Concretely for the power supply of the toroidal field coils on HL-2A, it consists of six-phase synchronous generators with their excitation systems, diode rectifiers, and the toroidal field coils. The diode rectifiers connect the terminals of the generators from AC side, and the toroidal field coils from DC side. During a shot of plasma discharge, the energy stored mechanically in the shafting of generator is transferred to the toroidal field coils by firing the exciter of the six-phase synchronous generator. In this case, modeling on the six-phase synchronous generator operated in pulse mode is the one of key issues for the precise and stable control.
The state space realization of the six-phase generator with related exciters is specifically developed by dual DQ transformation. Based on the electromagnetic dynamics which describes the flux linkage changes in DQ frame, the six-phase generator is represented by exciting voltage controlled current source. On the other hand, the electromagnetic torque is calculated from the interaction between the flux linkages and currents in DQ frame, this torque drives the shafting speed to decrease from the initial speed, i.e., the energy is released.
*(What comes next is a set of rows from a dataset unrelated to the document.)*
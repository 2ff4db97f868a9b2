//! Live push endpoints
//!
//! GET /api/live/ws?token=<JWT>
//! Auth: token in the query string (browser WebSockets cannot set headers)
//!
//! Server → client only: `{"event":"ReceiveNotification","data":"<text>"}`
//! text frames plus a ping every 30 s. Client frames other than close are
//! ignored.

use axum::Json;
use axum::extract::ws::{Message, WebSocket, WebSocketUpgrade};
use axum::extract::{Query, State};
use axum::response::IntoResponse;
use futures::{SinkExt, StreamExt};
use serde::Deserialize;
use shared::error::{ApiResponse, AppError};
use shared::live::{BroadcastRequest, LiveMessage};
use shared::models::{CurrentUser, Role};
use tokio::time::Duration;

use crate::auth::authenticate;
use crate::live::LiveConnection;
use crate::state::AppState;

use super::ApiResult;

const PING_INTERVAL: Duration = Duration::from_secs(30);

#[derive(Deserialize)]
pub struct WsAuthQuery {
    token: String,
}

/// GET /api/live/ws?token=<JWT>
pub async fn handle_live_ws(
    State(state): State<AppState>,
    Query(query): Query<WsAuthQuery>,
    ws: WebSocketUpgrade,
) -> Result<impl IntoResponse, AppError> {
    let user = authenticate(&state.jwt, &query.token)?;

    // Reserve the slot before upgrading so the per-user cap holds
    let connection = state.live.connect(&user)?;

    Ok(ws.on_upgrade(move |socket| live_session(socket, connection)))
}

async fn live_session(socket: WebSocket, mut connection: LiveConnection) {
    let (mut sink, mut stream) = socket.split();

    let group = connection.open();
    tracing::info!(
        user_id = %connection.user_id(),
        connection_id = connection.id(),
        group = ?group,
        "Live session connected"
    );

    let write_timeout = connection.push_timeout();
    let mut ping_interval = tokio::time::interval(PING_INTERVAL);
    ping_interval.tick().await; // skip immediate

    loop {
        tokio::select! {
            _ = ping_interval.tick() => {
                if sink.send(Message::Ping(vec![].into())).await.is_err() {
                    break;
                }
            }

            outbound = connection.recv() => {
                let Some(msg) = outbound else { break };
                match tokio::time::timeout(write_timeout, send_message(&mut sink, &msg)).await {
                    Ok(Ok(())) => {}
                    Ok(Err(())) => break,
                    Err(_) => {
                        tracing::warn!(
                            connection_id = connection.id(),
                            "Live client too slow, closing session"
                        );
                        break;
                    }
                }
            }

            msg = stream.next() => {
                match msg {
                    Some(Ok(Message::Close(_))) | None => break,
                    Some(Err(_)) => break,
                    _ => {}
                }
            }
        }
    }

    tracing::info!(
        user_id = %connection.user_id(),
        connection_id = connection.id(),
        "Live session disconnected"
    );
}

async fn send_message<S>(sink: &mut S, msg: &LiveMessage) -> Result<(), ()>
where
    S: futures::Sink<Message, Error = axum::Error> + Unpin,
{
    let json = serde_json::to_string(msg).map_err(|_| ())?;
    sink.send(Message::Text(json.into())).await.map_err(|_| ())
}

/// POST /api/admin/broadcast
pub async fn broadcast(
    State(state): State<AppState>,
    user: CurrentUser,
    Json(req): Json<BroadcastRequest>,
) -> ApiResult<ApiResponse<()>> {
    user.require(Role::Admin)?;
    if req.message.trim().is_empty() {
        return Err(AppError::validation("message must not be empty"));
    }
    let group = req.group.unwrap_or_default();
    tracing::info!(admin_id = %user.id, group = %group, "Live broadcast queued");
    state.notifications.broadcast(group, req.message);
    Ok(Json(ApiResponse::ok()))
}
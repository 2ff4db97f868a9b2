//! Customer and vendor profile endpoints

use axum::{Json, extract::State};
use shared::error::{AppError, ErrorCode};
use shared::models::{
    CurrentUser, CustomerProfile, CustomerProfileUpsert, Role, VendorProfile, VendorProfileUpsert,
};

use crate::error::ServiceError;
use crate::state::AppState;

use super::{ApiResult, validate};

/// GET /api/customer/profile
pub async fn get_customer(
    State(state): State<AppState>,
    user: CurrentUser,
) -> ApiResult<CustomerProfile> {
    user.require(Role::Customer)?;
    state
        .store
        .get_customer_profile(&user.id)
        .await
        .map_err(ServiceError::from)?
        .map(Json)
        .ok_or_else(|| AppError::new(ErrorCode::ProfileNotFound))
}

/// PUT /api/customer/profile
pub async fn put_customer(
    State(state): State<AppState>,
    user: CurrentUser,
    Json(data): Json<CustomerProfileUpsert>,
) -> ApiResult<CustomerProfile> {
    user.require(Role::Customer)?;
    validate(&data)?;
    let profile = CustomerProfile {
        user_id: user.id,
        full_name: data.full_name,
        address: data.address,
        city: data.city,
        phone_number: data.phone_number,
    };
    let saved = state
        .store
        .upsert_customer_profile(profile)
        .await
        .map_err(ServiceError::from)?;
    Ok(Json(saved))
}

/// GET /api/vendor/profile
pub async fn get_vendor(
    State(state): State<AppState>,
    user: CurrentUser,
) -> ApiResult<VendorProfile> {
    user.require(Role::Vendor)?;
    state
        .store
        .get_vendor_profile(&user.id)
        .await
        .map_err(ServiceError::from)?
        .map(Json)
        .ok_or_else(|| AppError::new(ErrorCode::ProfileNotFound))
}

/// PUT /api/vendor/profile
pub async fn put_vendor(
    State(state): State<AppState>,
    user: CurrentUser,
    Json(data): Json<VendorProfileUpsert>,
) -> ApiResult<VendorProfile> {
    user.require(Role::Vendor)?;
    validate(&data)?;
    let profile = VendorProfile {
        user_id: user.id,
        shop_name: data.shop_name,
        shop_address: data.shop_address,
        contact_number: data.contact_number,
        description: data.description,
        logo_path: data.logo_path,
    };
    let saved = state
        .store
        .upsert_vendor_profile(profile)
        .await
        .map_err(ServiceError::from)?;
    Ok(Json(saved))
}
The dynamics of the toroidal field current scenario is simulated on the basis of state space realization of six-phase generator built in DQ frame. The results show the consistency with the experimental results of HL-2A, and the realization is effective for the toroidal field current control. Furthermore, this model can be adopted for the preprogrammed feedback control of power supplies on HL-2M. Moreover, it is also suited for the simulation and analysis of synchronous machine - converter systems.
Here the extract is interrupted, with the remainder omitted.